### Action item
Restrict the output to the lines below starting at the one that contains "daemon scans every" and ending at the one that contains "by propagated copies.", and restate them word for word, both ends included.

__________

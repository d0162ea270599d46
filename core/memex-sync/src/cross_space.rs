//! Cross-space propagation daemon.
//!
//! Public records are authored into one space but should be discoverable
//! from any space the user has joined. Each cycle the daemon scans every
//! joined space, caches all public records keyed by id, and appends a copy
//! of each record to the spaces that lack it. Copies carry the id of the
//! space holding the original, which stays the source of truth.
//!
//! ```text
//!  Idle ──initialize──▶ Running ──stop──▶ Stopped
//! ```

use crate::content_store::with_timeout;
use crate::error::{SyncError, SyncResult};
use crate::safety::SafetyCheck;
use crate::space::{Space, SpaceFilter, SpaceRecord, SpaceTransport};
use memex_types::{SpaceId, Timestamp, UserId, Visibility};
use serde::{Deserialize, Serialize};
use sha2::{Digest, Sha256};
use std::collections::{HashMap, HashSet};
use std::sync::{Arc, Mutex, RwLock};
use std::time::Duration;
use tokio::sync::watch;
use tokio::task::JoinHandle;
use tracing::{debug, info, warn};

/// Display name used when no author name is known.
pub const UNKNOWN_AUTHOR: &str = "Anonymous";

/// Lifecycle of the daemon.
#[derive(Debug, Clone, Copy, PartialEq, Eq, Serialize, Deserialize)]
#[serde(rename_all = "lowercase")]
pub enum DaemonState {
    Idle,
    Running,
    Stopped,
}

/// A public record as seen by the last cycle.
#[derive(Debug, Clone, PartialEq, Serialize, Deserialize)]
#[serde(rename_all = "camelCase")]
pub struct CrossSpaceMemory {
    pub id: String,
    pub title: String,
    pub content: String,
    pub timestamp: Timestamp,
    pub tags: Vec<String>,
    pub author_id: UserId,
    pub author_name: String,
    /// Space holding the authoritative record.
    pub origin_space_id: SpaceId,
    /// Content size in bytes.
    pub size: u64,
    /// SHA-256 over title and content.
    pub content_digest: String,
}

impl CrossSpaceMemory {
    fn to_propagated_record(&self) -> SpaceRecord {
        SpaceRecord {
            id: self.id.clone(),
            title: self.title.clone(),
            content: self.content.clone(),
            timestamp: self.timestamp,
            tags: self.tags.clone(),
            author_id: self.author_id.clone(),
            author_name: Some(self.author_name.clone()),
            visibility: Visibility::Public,
            origin_space_id: Some(self.origin_space_id.clone()),
            content_digest: Some(self.content_digest.clone()),
        }
    }
}

/// Computes the digest carried by propagated copies.
pub fn content_digest(title: &str, content: &str) -> String {
    let mut hasher = Sha256::new();
    hasher.update(title.as_bytes());
    hasher.update(b"\n");
    hasher.update(content.as_bytes());
    hex::encode(hasher.finalize())
}

/// What one cycle did.
#[derive(Debug, Clone, Default, PartialEq, Eq, Serialize, Deserialize)]
#[serde(rename_all = "camelCase")]
pub struct CycleReport {
    pub spaces_scanned: usize,
    pub memories_found: usize,
    pub propagated: usize,
    /// One message per failed scan or propagation.
    pub failures: Vec<String>,
}

struct DaemonInner {
    transport: Arc<dyn SpaceTransport>,
    safety: Arc<dyn SafetyCheck>,
    timeout: Duration,
    cache: RwLock<HashMap<String, CrossSpaceMemory>>,
    cycle: tokio::sync::Mutex<()>,
}

/// Periodically fans public records out across joined spaces.
pub struct CrossSpaceSyncDaemon {
    inner: Arc<DaemonInner>,
    interval: Duration,
    state: Mutex<DaemonState>,
    shutdown: watch::Sender<bool>,
    task: Mutex<Option<JoinHandle<()>>>,
}

impl CrossSpaceSyncDaemon {
    /// Creates an idle daemon.
    pub fn new(
        transport: Arc<dyn SpaceTransport>,
        safety: Arc<dyn SafetyCheck>,
        interval: Duration,
        timeout: Duration,
    ) -> Self {
        let (shutdown, _) = watch::channel(false);
        Self {
            inner: Arc::new(DaemonInner {
                transport,
                safety,
                timeout,
                cache: RwLock::new(HashMap::new()),
                cycle: tokio::sync::Mutex::new(()),
            }),
            interval,
            state: Mutex::new(DaemonState::Idle),
            shutdown,
            task: Mutex::new(None),
        }
    }

    /// Current lifecycle state.
    pub fn state(&self) -> DaemonState {
        self.state.lock().map(|s| *s).unwrap_or(DaemonState::Stopped)
    }

    /// Starts periodic cycles; the first runs immediately. Must be called
    /// inside a Tokio runtime.
    ///
    /// Only an idle daemon starts. Returns whether it did.
    pub fn initialize(&self) -> bool {
        let Ok(mut state) = self.state.lock() else {
            return false;
        };
        if *state != DaemonState::Idle {
            debug!("Cross-space daemon not started from state {:?}", *state);
            return false;
        }

        let inner = self.inner.clone();
        let interval = self.interval;
        let mut shutdown = self.shutdown.subscribe();
        let handle = tokio::spawn(async move {
            let mut ticker = tokio::time::interval(interval);
            ticker.set_missed_tick_behavior(tokio::time::MissedTickBehavior::Delay);
            loop {
                tokio::select! {
                    _ = ticker.tick() => {
                        // A started cycle always runs to completion.
                        if let Err(e) = inner.run_cycle().await {
                            warn!("Cross-space cycle failed: {}", e);
                        }
                    }
                    _ = shutdown.changed() => break,
                }
            }
            debug!("Cross-space daemon loop exited");
        });

        if let Ok(mut task) = self.task.lock() {
            *task = Some(handle);
        }
        *state = DaemonState::Running;
        info!("Cross-space daemon started (interval {:?})", interval);
        true
    }

    /// Cancels future cycles. An in-flight cycle finishes. Idempotent.
    pub fn stop(&self) {
        let Ok(mut state) = self.state.lock() else {
            return;
        };
        if *state == DaemonState::Stopped {
            return;
        }
        let _ = self.shutdown.send(true);
        *state = DaemonState::Stopped;
        info!("Cross-space daemon stopped");
    }

    /// Stops the daemon and waits for its loop to exit.
    pub async fn stop_and_wait(&self) {
        self.stop();
        let handle = self.task.lock().ok().and_then(|mut t| t.take());
        if let Some(handle) = handle {
            let _ = handle.await;
        }
    }

    /// Runs one cycle now, serialized with timer-driven cycles.
    pub async fn run_cycle(&self) -> SyncResult<CycleReport> {
        self.inner.run_cycle().await
    }

    /// Records seen by the last cycle, sorted by id.
    pub fn cached_memories(&self) -> Vec<CrossSpaceMemory> {
        let mut list: Vec<CrossSpaceMemory> = self
            .inner
            .cache
            .read()
            .map(|c| c.values().cloned().collect())
            .unwrap_or_default();
        list.sort_by(|a, b| a.id.cmp(&b.id));
        list
    }
}

impl Drop for CrossSpaceSyncDaemon {
    fn drop(&mut self) {
        let _ = self.shutdown.send(true);
    }
}

impl DaemonInner {
    async fn run_cycle(&self) -> SyncResult<CycleReport> {
        let _cycle = self.cycle.lock().await;
        let mut report = CycleReport::default();

        let spaces = with_timeout(self.timeout, self.transport.list_spaces()).await?;

        // Scan. Spaces that fail to answer are skipped for propagation too,
        // since we cannot tell what they already hold.
        let mut scanned: Vec<(Arc<dyn Space>, Vec<SpaceRecord>)> = Vec::new();
        for space in spaces {
            match with_timeout(self.timeout, space.query(SpaceFilter::public())).await {
                Ok(records) => {
                    report.spaces_scanned += 1;
                    scanned.push((space, records));
                }
                Err(e) => {
                    warn!("Failed to scan space {}: {}", space.id(), e);
                    report.failures.push(format!("scan {}: {}", space.id(), e));
                }
            }
        }

        let authors = best_known_authors(&scanned);

        let mut cache: HashMap<String, CrossSpaceMemory> = HashMap::new();
        for (space, records) in &scanned {
            let space_id = space.id();
            for record in records {
                let author_name = record
                    .author_name
                    .clone()
                    .filter(|n| !n.trim().is_empty())
                    .or_else(|| authors.get(&record.author_id).cloned())
                    .unwrap_or_else(|| UNKNOWN_AUTHOR.to_string());
                cache.insert(
                    record.id.clone(),
                    CrossSpaceMemory {
                        id: record.id.clone(),
                        title: record.title.clone(),
                        content: record.content.clone(),
                        timestamp: record.timestamp,
                        tags: record.tags.clone(),
                        author_id: record.author_id.clone(),
                        author_name,
                        origin_space_id: record
                            .origin_space_id
                            .clone()
                            .unwrap_or_else(|| space_id.clone()),
                        size: record.content.len() as u64,
                        content_digest: record
                            .content_digest
                            .clone()
                            .unwrap_or_else(|| content_digest(&record.title, &record.content)),
                    },
                );
            }
        }
        report.memories_found = cache.len();

        let mut memories: Vec<&CrossSpaceMemory> = cache.values().collect();
        memories.sort_by(|a, b| a.id.cmp(&b.id));

        for (space, records) in &scanned {
            let present: HashSet<&str> = records.iter().map(|r| r.id.as_str()).collect();
            let target = space.id();
            for memory in &memories {
                if present.contains(memory.id.as_str()) {
                    continue;
                }
                let copy = memory.to_propagated_record();
                let verdict = self.safety.check_record(&copy);
                if !verdict.is_allowed() {
                    debug!("Safety check blocked {} from {}: {:?}", copy.id, target, verdict);
                    continue;
                }
                match with_timeout(self.timeout, space.add(copy)).await {
                    Ok(()) => {
                        report.propagated += 1;
                        debug!(
                            "Propagated {} from {} into {}",
                            memory.id, memory.origin_space_id, target
                        );
                    }
                    Err(e) => {
                        warn!("Failed to propagate {} into {}: {}", memory.id, target, e);
                        report
                            .failures
                            .push(format!("propagate {} into {}: {}", memory.id, target, e));
                    }
                }
            }
        }

        match self.cache.write() {
            Ok(mut current) => *current = cache,
            Err(_) => {
                return Err(SyncError::PersistenceFailure(
                    "cross-space cache lock poisoned".into(),
                ));
            }
        }

        info!(
            "Cross-space cycle: {} spaces, {} memories, {} propagated, {} failures",
            report.spaces_scanned,
            report.memories_found,
            report.propagated,
            report.failures.len()
        );
        Ok(report)
    }
}

/// Author display names learned from any scanned record.
fn best_known_authors(scanned: &[(Arc<dyn Space>, Vec<SpaceRecord>)]) -> HashMap<UserId, String> {
    let mut names = HashMap::new();
    for (_, records) in scanned {
        for record in records {
            if let Some(name) = record.author_name.as_ref().filter(|n| !n.trim().is_empty()) {
                names
                    .entry(record.author_id.clone())
                    .or_insert_with(|| name.clone());
            }
        }
    }
    names
}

__________

### Solution for this exercise
//! from any space the user has joined. Each cycle the daemon scans every
//! joined space, caches all public records keyed by id, and appends a copy
//! of each record to the spaces that lack it. Copies carry the id of the
//! space holding the original, which stays the source of truth.
//!
//! ```text
//!  Idle ──initialize──▶ Running ──stop──▶ Stopped
//! ```

use crate::content_store::with_timeout;
use crate::error::{SyncError, SyncResult};
use crate::safety::SafetyCheck;
use crate::space::{Space, SpaceFilter, SpaceRecord, SpaceTransport};
use memex_types::{SpaceId, Timestamp, UserId, Visibility};
use serde::{Deserialize, Serialize};
use sha2::{Digest, Sha256};
use std::collections::{HashMap, HashSet};
use std::sync::{Arc, Mutex, RwLock};
use std::time::Duration;
use tokio::sync::watch;
use tokio::task::JoinHandle;
use tracing::{debug, info, warn};

/// Display name used when no author name is known.
pub const UNKNOWN_AUTHOR: &str = "Anonymous";

/// Lifecycle of the daemon.
#[derive(Debug, Clone, Copy, PartialEq, Eq, Serialize, Deserialize)]
#[serde(rename_all = "lowercase")]
pub enum DaemonState {
    Idle,
    Running,
    Stopped,
}

/// A public record as seen by the last cycle.
#[derive(Debug, Clone, PartialEq, Serialize, Deserialize)]
#[serde(rename_all = "camelCase")]
pub struct CrossSpaceMemory {
    pub id: String,
    pub title: String,
    pub content: String,
    pub timestamp: Timestamp,
    pub tags: Vec<String>,
    pub author_id: UserId,
    pub author_name: String,
    /// Space holding the authoritative record.
    pub origin_space_id: SpaceId,
    /// Content size in bytes.
    pub size: u64,
    /// SHA-256 over title and content.
    pub content_digest: String,
}

impl CrossSpaceMemory {
    fn to_propagated_record(&self) -> SpaceRecord {
        SpaceRecord {
            id: self.id.clone(),
            title: self.title.clone(),
            content: self.content.clone(),
            timestamp: self.timestamp,
            tags: self.tags.clone(),
            author_id: self.author_id.clone(),
            author_name: Some(self.author_name.clone()),
            visibility: Visibility::Public,
            origin_space_id: Some(self.origin_space_id.clone()),
            content_digest: Some(self.content_digest.clone()),
        }
    }
}

/// Computes the digest carried by propagated copies.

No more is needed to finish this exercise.